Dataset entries
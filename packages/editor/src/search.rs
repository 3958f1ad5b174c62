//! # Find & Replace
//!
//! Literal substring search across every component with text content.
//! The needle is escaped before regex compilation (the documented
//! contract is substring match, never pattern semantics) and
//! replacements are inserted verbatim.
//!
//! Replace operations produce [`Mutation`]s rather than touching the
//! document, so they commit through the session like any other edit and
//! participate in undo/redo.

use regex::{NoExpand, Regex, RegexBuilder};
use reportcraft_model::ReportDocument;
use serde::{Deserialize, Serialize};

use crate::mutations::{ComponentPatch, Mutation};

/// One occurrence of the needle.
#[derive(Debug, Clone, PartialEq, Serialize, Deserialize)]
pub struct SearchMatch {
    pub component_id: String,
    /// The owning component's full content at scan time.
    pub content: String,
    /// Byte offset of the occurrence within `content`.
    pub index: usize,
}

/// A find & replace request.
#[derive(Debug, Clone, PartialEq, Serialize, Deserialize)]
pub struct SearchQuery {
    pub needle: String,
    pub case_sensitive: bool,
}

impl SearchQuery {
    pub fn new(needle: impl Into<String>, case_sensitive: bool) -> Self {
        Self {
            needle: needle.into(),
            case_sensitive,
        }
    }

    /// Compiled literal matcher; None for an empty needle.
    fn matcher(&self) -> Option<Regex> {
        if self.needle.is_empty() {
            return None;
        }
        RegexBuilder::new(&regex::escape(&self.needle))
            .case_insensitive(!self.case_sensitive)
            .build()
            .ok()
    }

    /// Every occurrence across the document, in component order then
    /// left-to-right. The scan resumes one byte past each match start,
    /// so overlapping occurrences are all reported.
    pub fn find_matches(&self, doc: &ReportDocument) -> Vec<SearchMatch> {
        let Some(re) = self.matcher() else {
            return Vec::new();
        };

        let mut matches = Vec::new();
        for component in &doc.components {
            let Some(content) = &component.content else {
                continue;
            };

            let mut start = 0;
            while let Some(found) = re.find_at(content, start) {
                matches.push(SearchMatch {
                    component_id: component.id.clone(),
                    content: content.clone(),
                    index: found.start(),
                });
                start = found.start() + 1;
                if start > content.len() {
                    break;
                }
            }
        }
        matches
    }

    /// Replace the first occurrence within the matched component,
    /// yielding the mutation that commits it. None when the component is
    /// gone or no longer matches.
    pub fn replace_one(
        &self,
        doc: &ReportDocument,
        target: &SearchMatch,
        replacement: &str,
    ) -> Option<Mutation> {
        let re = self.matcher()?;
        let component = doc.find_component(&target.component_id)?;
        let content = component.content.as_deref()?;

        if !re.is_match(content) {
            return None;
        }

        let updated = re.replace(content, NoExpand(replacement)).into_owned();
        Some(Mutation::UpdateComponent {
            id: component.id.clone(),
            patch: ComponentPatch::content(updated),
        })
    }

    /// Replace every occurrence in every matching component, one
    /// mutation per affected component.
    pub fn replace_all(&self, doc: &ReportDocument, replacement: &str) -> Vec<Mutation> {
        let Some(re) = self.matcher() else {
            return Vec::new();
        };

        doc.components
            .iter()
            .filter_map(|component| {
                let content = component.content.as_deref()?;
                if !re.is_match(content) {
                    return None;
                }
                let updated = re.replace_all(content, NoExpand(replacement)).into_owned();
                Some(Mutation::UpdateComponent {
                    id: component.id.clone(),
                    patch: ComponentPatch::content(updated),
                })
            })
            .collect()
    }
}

---

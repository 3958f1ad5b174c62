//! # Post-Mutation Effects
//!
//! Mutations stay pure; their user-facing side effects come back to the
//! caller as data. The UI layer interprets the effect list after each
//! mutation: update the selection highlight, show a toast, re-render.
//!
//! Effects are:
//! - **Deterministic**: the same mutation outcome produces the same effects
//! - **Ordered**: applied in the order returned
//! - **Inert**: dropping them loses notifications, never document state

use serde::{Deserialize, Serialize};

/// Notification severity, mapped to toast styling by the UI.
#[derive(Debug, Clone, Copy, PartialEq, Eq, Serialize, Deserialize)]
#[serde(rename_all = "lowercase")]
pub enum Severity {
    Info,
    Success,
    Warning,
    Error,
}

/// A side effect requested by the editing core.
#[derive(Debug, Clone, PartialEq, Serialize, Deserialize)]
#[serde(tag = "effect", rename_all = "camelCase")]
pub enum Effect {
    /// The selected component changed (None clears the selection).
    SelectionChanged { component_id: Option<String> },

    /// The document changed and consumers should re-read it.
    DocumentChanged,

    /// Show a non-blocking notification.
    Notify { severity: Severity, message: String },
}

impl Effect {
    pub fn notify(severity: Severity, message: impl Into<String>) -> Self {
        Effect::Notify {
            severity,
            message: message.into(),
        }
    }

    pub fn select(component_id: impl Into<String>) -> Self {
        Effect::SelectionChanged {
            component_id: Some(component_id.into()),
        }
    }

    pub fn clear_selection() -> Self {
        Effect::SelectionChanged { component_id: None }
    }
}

---

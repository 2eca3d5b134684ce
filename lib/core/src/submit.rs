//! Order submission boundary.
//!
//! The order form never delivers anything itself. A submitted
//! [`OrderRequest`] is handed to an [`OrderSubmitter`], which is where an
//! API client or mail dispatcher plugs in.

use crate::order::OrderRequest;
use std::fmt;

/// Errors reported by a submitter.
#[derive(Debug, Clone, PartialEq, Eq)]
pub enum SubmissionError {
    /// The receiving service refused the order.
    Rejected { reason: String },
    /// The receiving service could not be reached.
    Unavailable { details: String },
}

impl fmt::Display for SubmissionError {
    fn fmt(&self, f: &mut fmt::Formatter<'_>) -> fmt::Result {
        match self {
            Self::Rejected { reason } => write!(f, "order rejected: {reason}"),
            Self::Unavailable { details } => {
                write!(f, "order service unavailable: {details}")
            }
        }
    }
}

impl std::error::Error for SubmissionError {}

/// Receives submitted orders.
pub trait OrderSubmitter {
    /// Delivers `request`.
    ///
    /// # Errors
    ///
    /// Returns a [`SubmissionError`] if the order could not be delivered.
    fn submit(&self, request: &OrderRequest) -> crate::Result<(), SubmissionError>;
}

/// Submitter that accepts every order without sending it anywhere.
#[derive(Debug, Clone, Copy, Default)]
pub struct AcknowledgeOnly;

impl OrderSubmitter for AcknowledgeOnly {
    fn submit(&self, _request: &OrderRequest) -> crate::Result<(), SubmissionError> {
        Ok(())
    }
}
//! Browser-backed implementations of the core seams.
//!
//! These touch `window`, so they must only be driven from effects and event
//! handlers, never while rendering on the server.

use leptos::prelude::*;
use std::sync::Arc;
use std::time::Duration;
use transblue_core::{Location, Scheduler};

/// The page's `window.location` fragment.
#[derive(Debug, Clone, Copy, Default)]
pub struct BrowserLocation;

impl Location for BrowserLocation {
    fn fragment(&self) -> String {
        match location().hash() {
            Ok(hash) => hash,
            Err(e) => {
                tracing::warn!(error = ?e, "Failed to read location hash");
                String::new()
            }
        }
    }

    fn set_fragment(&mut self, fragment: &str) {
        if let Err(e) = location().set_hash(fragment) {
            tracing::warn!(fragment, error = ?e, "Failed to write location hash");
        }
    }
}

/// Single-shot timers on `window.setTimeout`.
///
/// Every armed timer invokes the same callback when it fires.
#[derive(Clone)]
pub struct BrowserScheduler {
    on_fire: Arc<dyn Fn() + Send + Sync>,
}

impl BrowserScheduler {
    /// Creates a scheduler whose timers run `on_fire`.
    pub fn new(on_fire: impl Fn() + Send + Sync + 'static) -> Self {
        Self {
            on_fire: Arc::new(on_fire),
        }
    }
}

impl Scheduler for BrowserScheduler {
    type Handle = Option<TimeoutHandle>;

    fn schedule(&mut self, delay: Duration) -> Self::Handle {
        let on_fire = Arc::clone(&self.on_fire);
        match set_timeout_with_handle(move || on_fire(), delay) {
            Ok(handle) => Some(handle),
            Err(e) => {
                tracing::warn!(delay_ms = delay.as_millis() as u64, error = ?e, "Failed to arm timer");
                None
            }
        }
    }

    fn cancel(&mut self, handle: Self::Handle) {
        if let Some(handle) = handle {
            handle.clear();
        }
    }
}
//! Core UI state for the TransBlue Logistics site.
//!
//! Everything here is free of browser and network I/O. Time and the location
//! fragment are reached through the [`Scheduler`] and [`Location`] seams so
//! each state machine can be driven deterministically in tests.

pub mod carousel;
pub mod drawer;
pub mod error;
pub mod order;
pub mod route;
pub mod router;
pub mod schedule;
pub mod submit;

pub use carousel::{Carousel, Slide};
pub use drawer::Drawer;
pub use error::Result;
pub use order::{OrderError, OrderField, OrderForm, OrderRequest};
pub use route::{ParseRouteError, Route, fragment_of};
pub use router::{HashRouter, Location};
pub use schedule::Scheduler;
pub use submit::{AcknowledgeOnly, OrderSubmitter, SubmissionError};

• _Assignment_: Lines from the entries that contain the word "through" are what the answer must hold.

• _Response below_:
//! document, so they commit through the session like any other edit and
//! fragment are reached through the [`Scheduler`] and [`Location`] seams so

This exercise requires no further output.